[Stored items]
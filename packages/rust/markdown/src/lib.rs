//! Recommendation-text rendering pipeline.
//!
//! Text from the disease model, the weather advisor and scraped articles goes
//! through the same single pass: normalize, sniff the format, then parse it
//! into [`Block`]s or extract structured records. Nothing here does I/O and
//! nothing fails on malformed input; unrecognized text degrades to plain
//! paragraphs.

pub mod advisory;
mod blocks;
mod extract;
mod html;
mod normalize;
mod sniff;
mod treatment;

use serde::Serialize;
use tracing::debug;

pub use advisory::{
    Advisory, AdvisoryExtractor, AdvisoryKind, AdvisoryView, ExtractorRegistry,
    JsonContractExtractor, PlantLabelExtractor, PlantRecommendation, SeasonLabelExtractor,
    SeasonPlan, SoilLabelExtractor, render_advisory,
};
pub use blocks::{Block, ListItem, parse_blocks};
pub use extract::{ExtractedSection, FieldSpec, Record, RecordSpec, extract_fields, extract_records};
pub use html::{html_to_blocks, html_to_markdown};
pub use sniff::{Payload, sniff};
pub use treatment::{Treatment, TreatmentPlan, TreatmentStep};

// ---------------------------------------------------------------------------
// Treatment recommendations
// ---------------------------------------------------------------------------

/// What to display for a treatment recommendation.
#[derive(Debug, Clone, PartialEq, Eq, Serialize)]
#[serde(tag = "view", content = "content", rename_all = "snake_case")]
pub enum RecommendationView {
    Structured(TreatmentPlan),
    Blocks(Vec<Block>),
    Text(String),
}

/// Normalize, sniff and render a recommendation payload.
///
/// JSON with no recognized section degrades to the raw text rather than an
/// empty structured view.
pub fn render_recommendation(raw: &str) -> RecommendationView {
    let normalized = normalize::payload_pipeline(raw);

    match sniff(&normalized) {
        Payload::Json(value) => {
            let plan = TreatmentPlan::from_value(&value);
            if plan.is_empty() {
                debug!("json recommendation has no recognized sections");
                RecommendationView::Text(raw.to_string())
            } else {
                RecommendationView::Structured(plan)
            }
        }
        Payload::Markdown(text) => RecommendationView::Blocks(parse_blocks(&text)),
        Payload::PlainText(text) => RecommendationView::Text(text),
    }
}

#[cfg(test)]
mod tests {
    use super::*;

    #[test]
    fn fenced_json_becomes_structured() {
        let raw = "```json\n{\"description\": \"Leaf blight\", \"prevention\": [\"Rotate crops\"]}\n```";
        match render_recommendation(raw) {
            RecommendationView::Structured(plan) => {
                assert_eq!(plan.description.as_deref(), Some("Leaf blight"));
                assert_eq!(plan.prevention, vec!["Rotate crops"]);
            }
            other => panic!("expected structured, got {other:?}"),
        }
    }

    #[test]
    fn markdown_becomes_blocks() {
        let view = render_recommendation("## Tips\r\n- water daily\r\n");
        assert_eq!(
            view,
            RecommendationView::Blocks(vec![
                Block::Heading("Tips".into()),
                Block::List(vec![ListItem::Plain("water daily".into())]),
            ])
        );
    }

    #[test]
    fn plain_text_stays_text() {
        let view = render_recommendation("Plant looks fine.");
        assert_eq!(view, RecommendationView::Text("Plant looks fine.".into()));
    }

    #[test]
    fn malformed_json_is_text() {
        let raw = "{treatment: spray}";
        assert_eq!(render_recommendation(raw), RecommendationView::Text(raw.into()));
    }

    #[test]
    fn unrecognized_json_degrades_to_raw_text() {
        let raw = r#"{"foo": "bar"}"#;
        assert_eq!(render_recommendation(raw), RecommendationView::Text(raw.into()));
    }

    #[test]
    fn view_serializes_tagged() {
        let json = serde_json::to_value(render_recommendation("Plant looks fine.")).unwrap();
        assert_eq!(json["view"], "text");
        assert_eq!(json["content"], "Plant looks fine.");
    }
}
--
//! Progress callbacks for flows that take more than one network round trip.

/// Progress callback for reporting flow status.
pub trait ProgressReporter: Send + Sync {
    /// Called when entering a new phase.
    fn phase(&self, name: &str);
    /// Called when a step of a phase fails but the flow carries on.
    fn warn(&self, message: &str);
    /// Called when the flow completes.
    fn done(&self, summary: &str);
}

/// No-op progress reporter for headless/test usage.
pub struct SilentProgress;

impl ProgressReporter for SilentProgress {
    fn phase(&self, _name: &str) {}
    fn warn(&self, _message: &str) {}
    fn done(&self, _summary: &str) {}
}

■ WHAT TO WORK ON:
Lines that include the word "Tips" — how many are there in the data? Answer with the number alone.

■ WRITTEN ANSWER:
2